### TASK BRIEF
Only the lines holding the string "SetValue" are needed; copy each of them from the data.

── DATA SHOWN

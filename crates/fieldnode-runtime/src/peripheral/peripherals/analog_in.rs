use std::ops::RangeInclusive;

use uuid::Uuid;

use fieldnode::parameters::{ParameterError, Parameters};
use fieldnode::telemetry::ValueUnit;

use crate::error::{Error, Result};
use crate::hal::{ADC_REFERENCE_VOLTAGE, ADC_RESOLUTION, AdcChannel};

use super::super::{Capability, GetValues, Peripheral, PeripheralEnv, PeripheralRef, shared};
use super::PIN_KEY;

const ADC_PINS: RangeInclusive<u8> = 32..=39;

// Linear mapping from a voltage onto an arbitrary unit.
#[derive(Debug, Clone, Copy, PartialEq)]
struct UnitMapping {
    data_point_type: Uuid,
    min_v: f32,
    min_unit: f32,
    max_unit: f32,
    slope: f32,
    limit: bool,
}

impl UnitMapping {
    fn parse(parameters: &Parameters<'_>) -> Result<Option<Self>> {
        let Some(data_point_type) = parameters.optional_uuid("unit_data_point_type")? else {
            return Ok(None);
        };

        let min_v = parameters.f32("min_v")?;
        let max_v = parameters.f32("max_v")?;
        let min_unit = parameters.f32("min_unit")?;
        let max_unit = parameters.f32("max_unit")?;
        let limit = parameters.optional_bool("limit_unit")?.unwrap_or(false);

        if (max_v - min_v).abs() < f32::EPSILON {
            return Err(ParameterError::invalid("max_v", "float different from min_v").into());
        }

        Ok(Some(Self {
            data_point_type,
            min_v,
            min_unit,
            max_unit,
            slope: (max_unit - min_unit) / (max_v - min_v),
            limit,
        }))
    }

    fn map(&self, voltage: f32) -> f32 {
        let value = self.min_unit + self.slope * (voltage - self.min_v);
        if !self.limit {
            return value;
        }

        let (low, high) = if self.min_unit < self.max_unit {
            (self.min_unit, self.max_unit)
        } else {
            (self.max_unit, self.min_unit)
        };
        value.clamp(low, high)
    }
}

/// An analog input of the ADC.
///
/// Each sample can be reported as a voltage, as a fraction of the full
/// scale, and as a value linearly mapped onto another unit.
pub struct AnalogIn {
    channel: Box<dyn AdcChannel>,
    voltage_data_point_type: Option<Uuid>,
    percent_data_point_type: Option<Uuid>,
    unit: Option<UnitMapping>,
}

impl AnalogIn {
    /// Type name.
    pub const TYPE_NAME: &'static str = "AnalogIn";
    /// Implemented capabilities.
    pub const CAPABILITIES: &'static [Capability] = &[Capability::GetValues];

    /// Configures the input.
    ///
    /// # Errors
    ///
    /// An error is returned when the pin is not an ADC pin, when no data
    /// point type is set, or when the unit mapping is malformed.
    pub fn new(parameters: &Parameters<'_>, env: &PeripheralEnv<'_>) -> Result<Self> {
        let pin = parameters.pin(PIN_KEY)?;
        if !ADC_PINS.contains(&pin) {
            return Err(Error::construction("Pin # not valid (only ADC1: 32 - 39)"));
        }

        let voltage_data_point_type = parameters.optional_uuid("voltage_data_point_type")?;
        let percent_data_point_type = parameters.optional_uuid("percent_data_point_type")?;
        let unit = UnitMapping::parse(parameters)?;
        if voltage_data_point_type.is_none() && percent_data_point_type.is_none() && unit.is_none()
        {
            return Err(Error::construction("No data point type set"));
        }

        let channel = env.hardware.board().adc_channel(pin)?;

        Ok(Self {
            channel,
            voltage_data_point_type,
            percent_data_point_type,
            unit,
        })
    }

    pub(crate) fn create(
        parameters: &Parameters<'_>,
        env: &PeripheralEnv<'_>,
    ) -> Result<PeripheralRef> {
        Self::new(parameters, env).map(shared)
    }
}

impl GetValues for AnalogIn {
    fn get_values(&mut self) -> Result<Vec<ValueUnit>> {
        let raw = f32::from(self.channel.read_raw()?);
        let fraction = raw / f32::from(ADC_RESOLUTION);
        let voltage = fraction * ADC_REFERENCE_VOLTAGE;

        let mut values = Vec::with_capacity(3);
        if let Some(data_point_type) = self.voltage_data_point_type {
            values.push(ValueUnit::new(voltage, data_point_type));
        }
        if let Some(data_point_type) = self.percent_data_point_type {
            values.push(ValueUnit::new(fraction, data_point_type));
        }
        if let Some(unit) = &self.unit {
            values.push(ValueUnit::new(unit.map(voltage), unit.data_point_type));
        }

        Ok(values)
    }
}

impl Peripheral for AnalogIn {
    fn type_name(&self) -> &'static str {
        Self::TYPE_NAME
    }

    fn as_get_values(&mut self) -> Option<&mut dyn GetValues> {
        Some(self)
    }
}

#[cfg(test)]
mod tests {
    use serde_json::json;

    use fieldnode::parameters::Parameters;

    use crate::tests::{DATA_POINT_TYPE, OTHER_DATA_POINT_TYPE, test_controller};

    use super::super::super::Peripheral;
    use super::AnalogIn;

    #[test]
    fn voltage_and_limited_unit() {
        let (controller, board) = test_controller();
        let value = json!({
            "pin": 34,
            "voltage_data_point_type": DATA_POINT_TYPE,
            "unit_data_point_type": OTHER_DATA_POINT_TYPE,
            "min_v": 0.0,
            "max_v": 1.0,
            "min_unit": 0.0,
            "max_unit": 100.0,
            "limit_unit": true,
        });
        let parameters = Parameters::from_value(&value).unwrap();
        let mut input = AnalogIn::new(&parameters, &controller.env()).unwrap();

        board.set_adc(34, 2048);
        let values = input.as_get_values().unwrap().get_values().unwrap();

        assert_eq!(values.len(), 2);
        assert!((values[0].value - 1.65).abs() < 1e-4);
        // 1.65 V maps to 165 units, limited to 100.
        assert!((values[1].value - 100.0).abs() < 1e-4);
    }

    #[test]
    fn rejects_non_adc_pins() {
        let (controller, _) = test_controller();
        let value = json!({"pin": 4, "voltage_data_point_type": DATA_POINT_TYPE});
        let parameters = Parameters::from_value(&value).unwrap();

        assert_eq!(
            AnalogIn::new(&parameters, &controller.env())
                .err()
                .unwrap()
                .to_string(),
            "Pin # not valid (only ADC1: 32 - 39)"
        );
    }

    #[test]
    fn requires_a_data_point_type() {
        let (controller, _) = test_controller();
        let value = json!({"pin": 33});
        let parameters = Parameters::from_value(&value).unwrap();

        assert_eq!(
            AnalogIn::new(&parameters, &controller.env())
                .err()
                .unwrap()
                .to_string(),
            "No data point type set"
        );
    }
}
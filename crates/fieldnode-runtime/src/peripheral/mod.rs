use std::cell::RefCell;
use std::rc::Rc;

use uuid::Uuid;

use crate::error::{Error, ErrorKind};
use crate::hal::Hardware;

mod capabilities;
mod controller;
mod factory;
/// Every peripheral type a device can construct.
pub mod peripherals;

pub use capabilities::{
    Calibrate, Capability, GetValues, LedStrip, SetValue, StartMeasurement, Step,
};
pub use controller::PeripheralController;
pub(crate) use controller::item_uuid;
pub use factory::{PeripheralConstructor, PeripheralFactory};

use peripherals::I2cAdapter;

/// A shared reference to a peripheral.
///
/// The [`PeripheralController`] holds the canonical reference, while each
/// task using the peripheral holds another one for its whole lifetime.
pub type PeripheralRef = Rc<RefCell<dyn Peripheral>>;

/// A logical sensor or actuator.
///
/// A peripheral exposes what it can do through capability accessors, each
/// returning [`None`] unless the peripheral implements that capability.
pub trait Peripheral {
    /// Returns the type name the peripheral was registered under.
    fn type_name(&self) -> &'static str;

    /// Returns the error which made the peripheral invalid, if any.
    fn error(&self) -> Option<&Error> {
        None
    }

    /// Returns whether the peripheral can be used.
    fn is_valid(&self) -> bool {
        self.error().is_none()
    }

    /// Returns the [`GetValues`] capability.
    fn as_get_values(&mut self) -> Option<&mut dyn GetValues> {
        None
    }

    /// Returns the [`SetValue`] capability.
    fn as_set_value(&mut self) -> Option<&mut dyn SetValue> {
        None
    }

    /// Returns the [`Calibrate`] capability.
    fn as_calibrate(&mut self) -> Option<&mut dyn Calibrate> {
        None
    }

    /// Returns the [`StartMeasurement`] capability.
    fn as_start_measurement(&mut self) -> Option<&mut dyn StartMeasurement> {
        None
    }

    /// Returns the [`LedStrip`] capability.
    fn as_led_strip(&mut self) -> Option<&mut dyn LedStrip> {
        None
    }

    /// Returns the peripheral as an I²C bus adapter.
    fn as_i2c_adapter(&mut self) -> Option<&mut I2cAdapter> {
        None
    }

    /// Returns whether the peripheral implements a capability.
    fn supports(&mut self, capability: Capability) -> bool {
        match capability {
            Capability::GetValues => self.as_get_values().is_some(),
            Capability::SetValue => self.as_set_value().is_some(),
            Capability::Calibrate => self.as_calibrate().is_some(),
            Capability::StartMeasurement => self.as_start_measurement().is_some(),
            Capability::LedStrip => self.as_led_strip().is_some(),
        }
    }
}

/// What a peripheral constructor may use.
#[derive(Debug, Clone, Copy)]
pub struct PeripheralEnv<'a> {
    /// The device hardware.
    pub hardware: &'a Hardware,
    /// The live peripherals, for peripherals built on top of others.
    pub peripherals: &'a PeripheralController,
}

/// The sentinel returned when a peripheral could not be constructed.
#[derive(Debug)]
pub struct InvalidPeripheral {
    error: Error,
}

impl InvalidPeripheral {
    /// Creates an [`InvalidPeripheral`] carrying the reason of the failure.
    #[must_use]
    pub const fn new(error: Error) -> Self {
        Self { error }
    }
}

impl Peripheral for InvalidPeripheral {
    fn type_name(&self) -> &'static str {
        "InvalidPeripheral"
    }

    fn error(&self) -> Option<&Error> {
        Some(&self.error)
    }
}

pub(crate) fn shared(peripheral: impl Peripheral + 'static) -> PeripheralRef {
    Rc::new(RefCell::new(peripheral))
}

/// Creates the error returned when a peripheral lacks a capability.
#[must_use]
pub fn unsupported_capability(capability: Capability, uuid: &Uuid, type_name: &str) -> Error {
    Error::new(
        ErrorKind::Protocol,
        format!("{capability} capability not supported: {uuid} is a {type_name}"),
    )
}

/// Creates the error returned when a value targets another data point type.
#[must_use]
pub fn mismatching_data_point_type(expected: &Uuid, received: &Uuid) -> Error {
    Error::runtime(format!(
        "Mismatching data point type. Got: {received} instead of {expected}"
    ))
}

────

### RESPONSE BELOW
    Calibrate, Capability, GetValues, LedStrip, SetValue, StartMeasurement, Step,
    /// Returns the [`SetValue`] capability.
    fn as_set_value(&mut self) -> Option<&mut dyn SetValue> {
            Capability::SetValue => self.as_set_value().is_some(),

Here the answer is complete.